MATERIAL FOR THIS TASK:

== Segment start ==

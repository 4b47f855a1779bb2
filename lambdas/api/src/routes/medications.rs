use axum::extract::rejection::JsonRejection;
use axum::extract::{Path, State};
use axum::http::StatusCode;
use axum::response::IntoResponse;
use axum::routing::{get, post, put};
use axum::{Json, Router};
use chrono::Utc;
use domain::adherence::{AdherenceLog, LogAdherenceInput};
use domain::medications::{self, Medication, MedicationPatch, NewMedicationInput, Reminder};
use serde::Serialize;
use serde_json::json;

use crate::auth::CurrentUser;
use crate::error::ApiError;
use crate::AppState;

use super::{success, Success};

pub fn routes() -> Router<AppState> {
    Router::new()
        .route("/", post(create).get(list))
        .route("/log", post(log_adherence))
        .route("/reminders/today", get(reminders_today))
        .route("/:id", put(update).delete(remove))
}

/// Medication as returned to clients, with the lifecycle also exposed as the
/// `isActive` flag.
#[derive(Debug, Serialize)]
#[serde(rename_all = "camelCase")]
pub struct MedicationView {
    #[serde(flatten)]
    pub medication: Medication,
    pub is_active: bool,
}

impl From<Medication> for MedicationView {
    fn from(medication: Medication) -> Self {
        let is_active = medication.is_active();
        Self {
            medication,
            is_active,
        }
    }
}

async fn create(
    State(state): State<AppState>,
    CurrentUser(user_id): CurrentUser,
    body: Result<Json<NewMedicationInput>, JsonRejection>,
) -> Result<impl IntoResponse, ApiError> {
    let Json(input) = body?;
    let medication = input.into_medication(&user_id, Utc::now())?;
    let medication = state.medications.insert(medication).await?;

    tracing::info!("Medication {} added for {}", medication.id, user_id);
    Ok((StatusCode::CREATED, success(MedicationView::from(medication))))
}

async fn list(
    State(state): State<AppState>,
    CurrentUser(user_id): CurrentUser,
) -> Result<Json<Success<Vec<MedicationView>>>, ApiError> {
    let active = state.medications.list_active(&user_id).await?;
    Ok(success(
        active.into_iter().map(MedicationView::from).collect(),
    ))
}

async fn update(
    State(state): State<AppState>,
    CurrentUser(user_id): CurrentUser,
    Path(id): Path<String>,
    body: Result<Json<MedicationPatch>, JsonRejection>,
) -> Result<Json<Success<MedicationView>>, ApiError> {
    let Json(patch) = body?;
    patch.validate()?;

    let medication = state.medications.update(&user_id, &id, &patch).await?;

    tracing::info!("Medication {} updated", medication.id);
    Ok(success(MedicationView::from(medication)))
}

async fn remove(
    State(state): State<AppState>,
    CurrentUser(user_id): CurrentUser,
    Path(id): Path<String>,
) -> Result<impl IntoResponse, ApiError> {
    state.medications.deactivate(&user_id, &id).await?;

    tracing::info!("Medication {} deactivated", id);
    Ok(Json(json!({ "success": true, "message": "Medication deleted" })))
}

async fn log_adherence(
    State(state): State<AppState>,
    CurrentUser(user_id): CurrentUser,
    body: Result<Json<LogAdherenceInput>, JsonRejection>,
) -> Result<impl IntoResponse, ApiError> {
    let Json(input) = body?;
    let log = input.into_log(&user_id, Utc::now())?;

    // Logs may reference inactive medications, but never another user's.
    state
        .medications
        .get(&user_id, &log.medication_id)
        .await?
        .ok_or_else(|| domain::Error::not_found(medications::ENTITY))?;

    let log: AdherenceLog = state.logs.insert(log).await?;

    tracing::info!(
        "Logged {:?} dose of {} for {}",
        log.status,
        log.medication_id,
        user_id
    );
    Ok((StatusCode::CREATED, success(log)))
}

async fn reminders_today(
    State(state): State<AppState>,
    CurrentUser(user_id): CurrentUser,
) -> Result<Json<Success<Vec<Reminder>>>, ApiError> {
    let active = state.medications.list_active(&user_id).await?;
    let now = Utc::now().with_timezone(&state.config.reporting_offset);
    Ok(success(medications::todays_reminders(&active, now)))
}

== Segment end ==

What lines in the listing above contain the word "domain"? Show each one.

WRITTEN SOLUTION:
use domain::adherence::{AdherenceLog, LogAdherenceInput};
use domain::medications::{self, Medication, MedicationPatch, NewMedicationInput, Reminder};
        .ok_or_else(|| domain::Error::not_found(medications::ENTITY))?;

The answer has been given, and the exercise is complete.